*** Opening of INPUT FOR THIS TASK ***

//! Transports carrying verifier sessions.
//!
//! Both transports are loopback-only: the verifier is always a child
//! process on the same machine. TCP binds an ephemeral localhost port; the
//! unix transport puts a socket file inside a fresh owner-only temporary
//! directory, and removes the directory again when the listener is
//! dropped.

use std::{fmt, io, net::SocketAddr, path::PathBuf};

use tokio::net::{TcpListener, TcpStream};

#[cfg(unix)]
use std::os::unix::fs::PermissionsExt;
#[cfg(unix)]
use tokio::net::{UnixListener, UnixStream};
#[cfg(unix)]
use tokio_util::either::Either;

use crate::config::TransportKind;
#[cfg(unix)]
use crate::constants;

/// The address a bound [`Listener`] can be reached at.
///
/// Rendered with `Display`, this is exactly the first command line
/// argument handed to the verifier process.
#[derive(Clone, Debug, Eq, PartialEq)]
pub enum ListenAddr {
    /// A TCP socket address on the loopback interface.
    Tcp(SocketAddr),

    /// The path of a unix domain socket.
    Unix(PathBuf),
}

impl fmt::Display for ListenAddr {
    fn fmt(&self, f: &mut fmt::Formatter) -> fmt::Result {
        match self {
            ListenAddr::Tcp(addr) => addr.fmt(f),
            ListenAddr::Unix(path) => path.display().fmt(f),
        }
    }
}

/// A connected byte stream to the verifier, over either transport.
#[cfg(unix)]
pub type SandboxStream = Either<TcpStream, UnixStream>;

/// A connected byte stream to the verifier.
#[cfg(not(unix))]
pub type SandboxStream = TcpStream;

/// A listener waiting for the verifier process to connect back.
#[derive(Debug)]
pub enum Listener {
    /// A TCP listener on an ephemeral loopback port.
    Tcp(TcpListener),

    /// A unix socket listener, together with the temporary directory
    /// holding the socket file.
    ///
    /// Dropping the listener removes the directory and the socket file
    /// inside it.
    #[cfg(unix)]
    Unix {
        /// The bound listener.
        listener: UnixListener,
        /// The owner-only directory containing the socket file.
        dir: tempfile::TempDir,
    },
}

impl Listener {
    /// Bind a fresh listener for the given transport.
    pub async fn bind(transport: TransportKind) -> io::Result<Listener> {
        match transport {
            TransportKind::Tcp => {
                let listener = TcpListener::bind("127.0.0.1:0").await?;
                info!(addr = ?listener.local_addr()?, "bound verifier listener");
                Ok(Listener::Tcp(listener))
            }
            #[cfg(unix)]
            TransportKind::Unix => {
                // The socket file itself gets whatever the platform gives
                // it; the 0700 directory is what keeps other users out.
                let dir = tempfile::Builder::new()
                    .prefix("okapi-verifier")
                    .permissions(std::fs::Permissions::from_mode(0o700))
                    .tempdir()?;
                let path = dir.path().join(constants::SOCKET_FILE);
                let listener = UnixListener::bind(&path)?;
                info!(path = %path.display(), "bound verifier listener");
                Ok(Listener::Unix { listener, dir })
            }
        }
    }

    /// The address the verifier process should connect back to.
    pub fn local_addr(&self) -> io::Result<ListenAddr> {
        match self {
            Listener::Tcp(listener) => Ok(ListenAddr::Tcp(listener.local_addr()?)),
            #[cfg(unix)]
            Listener::Unix { dir, .. } => {
                Ok(ListenAddr::Unix(dir.path().join(constants::SOCKET_FILE)))
            }
        }
    }

    /// Wait for the verifier process to connect.
    pub async fn accept(&self) -> io::Result<SandboxStream> {
        match self {
            Listener::Tcp(listener) => {
                let (stream, addr) = listener.accept().await?;
                debug!(?addr, "accepted verifier connection");
                #[cfg(unix)]
                let stream = Either::Left(stream);
                Ok(stream)
            }
            #[cfg(unix)]
            Listener::Unix { listener, .. } => {
                let (stream, _) = listener.accept().await?;
                debug!("accepted verifier connection");
                Ok(Either::Right(stream))
            }
        }
    }
}
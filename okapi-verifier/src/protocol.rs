//! Okapi verifier protocol definitions.
//!
//! [`external`] is the framed wire format spoken between the node and the
//! sandboxed verifier process. [`internal`] is the in-process request type
//! answered by the node's data-support facade while a verification is in
//! flight.

pub mod external;
pub mod internal;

*** Close of INPUT FOR THIS TASK ***

■ **EXERCISE OBJECTIVE**: Beginning with the line that has "fresh owner-only temporary" and ending with the line that has "use tokio_util::either::Either;", set down the lines above exactly and include no others.

■ **EXPECTED ANSWER**:
//! unix transport puts a socket file inside a fresh owner-only temporary
//! directory, and removes the directory again when the listener is
//! dropped.

use std::{fmt, io, net::SocketAddr, path::PathBuf};

use tokio::net::{TcpListener, TcpStream};

#[cfg(unix)]
use std::os::unix::fs::PermissionsExt;
#[cfg(unix)]
use tokio::net::{UnixListener, UnixStream};
#[cfg(unix)]
use tokio_util::either::Either;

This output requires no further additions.